Was Jeb threatening to deport the roughly 4 million visa overstayers, Byron York asked? Who is he, Mitt Romney? (Maybe Jeb was tougher than Romney, since Jeb was tracking them down, not relying on them to “self-deport.”) When foreigners decide to stay here after their visas expire, isn’t that as much an “act of love” as if they sneak across the border? Presente.org, a possibly all-sombrero Latino advocacy group, pounced:  “Jeb Bush is apparently putting immigrant and Latino bashing front and center for his presidential campaign.”

Ha.
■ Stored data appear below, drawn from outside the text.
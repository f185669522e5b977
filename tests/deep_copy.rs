#![allow(missing_docs)]
#![cfg(all(feature = "stream", not(feature = "loom")))]

use ktb::{
    Error,
    deep_copy::{deep_copy, deep_copy_async},
    space::{Capability, ExecutionSpace, Parallelism, SignalSource, Stream},
    types::{InstanceId, Work},
    view::{MemorySpace, View},
};

#[test]
fn round_trip_through_device_memory() {
    let stream = Stream::independent().unwrap();
    let host: Vec<f32> = (0..4096_u16).map(|v| f32::from(v) * 0.25 - 3.0).collect();
    let src = View::from_slice("host", &host);
    let device = View::<f32>::new_in("device", host.len(), MemorySpace::Device);
    let back = View::<f32>::new_in("back", host.len(), MemorySpace::HostPinned);

    let to_device = deep_copy_async(&stream, &device, &src).unwrap();
    let to_host = deep_copy_async(&stream, &back, &device).unwrap();
    to_device.get().unwrap();
    to_host.get().unwrap();

    let bits = |v: &[f32]| v.iter().map(|x| x.to_bits()).collect::<Vec<_>>();
    assert_eq!(bits(&back.to_vec()), bits(&host));
}

#[test]
fn copies_see_earlier_work_on_the_instance() {
    let stream = Stream::independent().unwrap();
    let src = View::<u64>::new("src", 8);
    let dst = View::<u64>::new("dst", 8);
    stream.enqueue("fill", {
        let src = src.clone();
        Box::new(move || src.fill(11))
    });
    deep_copy(&stream, &dst, &src).unwrap();
    assert_eq!(dst.to_vec(), vec![11; 8]);
}

#[test]
fn preconditions_are_checked_before_enqueueing() {
    let stream = Stream::independent().unwrap();
    let buf = View::<i16>::new("buf", 10);
    assert_eq!(
        deep_copy_async(&stream, &buf, &View::new("short", 9)).unwrap_err(),
        Error::ExtentMismatch { dst: 10, src: 9 }
    );
    assert_eq!(
        deep_copy_async(&stream, &buf.subview(0..6), &buf.subview(4..10)).unwrap_err(),
        Error::OverlappingCopy
    );
    assert!(stream.is_idle());
}

/// A queue that may reorder its commands.
#[derive(Debug, Clone, PartialEq)]
struct Unordered;

impl ExecutionSpace for Unordered {
    const NAME: &'static str = "Unordered";
    const CAPABILITY: Capability = Capability {
        async_completion: false,
        independent_instances: false,
        parallelism: Parallelism::Sequential,
        reduce_result_space: MemorySpace::Host,
    };

    fn global() -> Self {
        Self
    }

    fn independent() -> ktb::Result<Self> {
        Ok(Self)
    }

    fn instance_id(&self) -> InstanceId {
        InstanceId::SINGLETON
    }

    fn enqueue(&self, _label: &str, _work: Work) {
        panic!("nothing may be enqueued on an unordered queue");
    }

    fn fence(&self) {}

    fn signal_source(&self) -> SignalSource {
        SignalSource::Fence
    }

    fn is_in_order(&self) -> bool {
        false
    }
}

#[test]
fn out_of_order_queues_are_rejected() {
    let src = View::<u8>::new("src", 3);
    let dst = View::<u8>::new("dst", 3);
    assert_eq!(
        deep_copy(&Unordered, &dst, &src).unwrap_err(),
        Error::OutOfOrderQueue {
            backend: "Unordered"
        }
    );
}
I can see two theories for why Jeb said what he said.

1) Jeb wants to argue that he favors a secure border.  If that’s going to happen he also logically has to stop visa overstays — 40% of the illegal population, as he says — in addition to policing the Rio Grande. Otherwise there’s a big hole in the immigration system.

2)  Visa overstays are less likely to be Latinos than border-crossers. Bush needs to win over Latinos, but he also needs to show he’s not a total wimp on immigration. Solution: crack down on those illegals who are least likely to be Latino! A visa crackdown might even appeal to Latinos — a possibility that was driven home to me  during my quixotic ** 2010 Senate run when Latino voters  complained about all the focus on border-crossers while visa overstayers were home free. In effect — actually, in so many words — the argument was: ‘You’re cracking down on brown people while you leave all those Irish “tourists” alone.’ Not an unreasonable point. Bush’s anti-overstayer stand might have seemed like a chance to appear tough while maintaining — even deepening — his pander to Latinos. Unfortunately for him, Presente.org wasn’t about to pass up an opportunity to ethnicize opposition to any kind of deportation.
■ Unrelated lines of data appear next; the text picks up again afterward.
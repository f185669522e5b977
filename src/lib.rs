//! Bridge between kernel-dispatch backends and future-based task
//! composition.
//!
//! Kernel launches on a data-parallel backend are asynchronous relative to
//! the submitting thread, but the backend only offers a blocking fence to
//! wait for them. This crate turns launches into [`Completion`] handles
//! that can be chained without blocking, and exposes backends through the
//! executor and execution-policy vocabulary of a task model. It:
//! - Maps an execution-space instance to a completion handle, per backend:
//!   a fence for host backends, polled events or host callbacks for device
//!   streams, the native future chain for task-model backends.
//! - Creates instances in a shared global mode or an independent mode that
//!   lets launches on different instances overlap.
//! - Wraps the transform, reduce and scan primitives and bulk copies so
//!   they return completion handles.
//! - Adapts instances into executors and composes executors into policies
//!   that route `for_each`, `for_loop` and `reduce` either synchronously or
//!   as deferred tasks.
//!
//! Key modules:
//! - `future`: `Completion`/`Promise` and the completion-signal adapter
//!   `signal_for`.
//! - `space`: the `ExecutionSpace` capability trait and the `Serial`,
//!   `Threads`, `Stream` and `Tasks` backends.
//! - `instance`: global/independent instance creation and `InstancePool`.
//! - `parallel`: index-space descriptors and the async kernel wrappers.
//! - `executor`: the `Executor` value type and the executor contracts.
//! - `policy` and `algorithms`: execution policies and generic algorithms.
//!
//! Quick start:
//! 1. Pick an executor, e.g. `Executor::<Stream>::new(Independent)?`.
//! 2. Build a policy with `kernel_policy().on(executor)`, and call `.task()`
//!    on it for deferred results.
//! 3. Call `for_each`, `for_loop` or `reduce` with the policy; a
//!    synchronous policy returns `Result<T>`, a deferred one a
//!    `Completion<T>` to chain on with `then` or `.await`.
//!
//! Work submitted to one instance runs in submission order. Nothing is
//! implied across instances unless a caller waits on a handle from one
//! before submitting to the other.

/// Concrete kernel-dispatch wrappers for the generic algorithms.
///
/// Routes `for_each`, `for_loop` and `reduce` through a policy, either
/// passing native range descriptors through or translating random-access
/// shapes into offset-indexed launches.
pub mod algorithms;
/// Runtime configuration of the emulated device and instance pools.
pub mod config;
/// Asynchronous bulk copies between views.
pub mod deep_copy;
mod error;
/// Task-model executors over execution-space instances.
///
/// Provides `Executor` with one-way, two-way and bulk submission, and the
/// contract traits every backend's executor satisfies.
pub mod executor;
/// Completion handles and the completion-signal adapter.
///
/// `Completion` becomes ready exactly once, accepts continuations without
/// blocking, and implements `Future`. `signal_for` produces one for all
/// work enqueued on an instance.
pub mod future;
/// Global and independent instance creation.
pub mod instance;
/// Index-space descriptors, reducers and the future-returning wrappers of
/// the transform, reduce and scan primitives.
pub mod parallel;
/// Execution policies: executor, parameters, label and sync/deferred mode.
pub mod policy;
/// Random-access shapes for bulk submission and generic algorithms.
pub mod shape;
/// Execution-space capability trait and the built-in backends.
///
/// Each backend declares whether it completes asynchronously, whether it
/// can allocate independent instances, how it runs index loops, and where
/// reduction results must live to keep the copy back asynchronous.
pub mod space;
mod sync;
/// Common aliases and identifiers.
pub mod types;
mod utils;
/// Labelled backend buffers with memory-space tags.
pub mod view;

pub use error::{Error, Result};
pub use future::Completion;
These two theories aren’t incompatible. Clearly, Bush didn’t completely think through the symbolism of his visa position (e.g. that it would require lots of unpleasant, possibly family-sundering deportations from the interior of the country).*** But why didn’t he? Maybe precisely because it didn’t seem like something that would anger Latino voters.

A thought experiment: Is it conceivable that Bush would showily advocate deporting (even “politely”) the many thousands who make it into the interior by illegally jumping our Southern boundary?  I think the answer is ‘no’– even if a secure border requires it. The border-jumpers are mostly Latinos, after all. The idea of deporting them would set off consultant/pollster alarm bells and get cut from any Bush text. Why take a risky pro-legalization position in order to win over  the Latino vote and then spoil the Hispander in the next paragraph? And Jeb is all about the Hispander.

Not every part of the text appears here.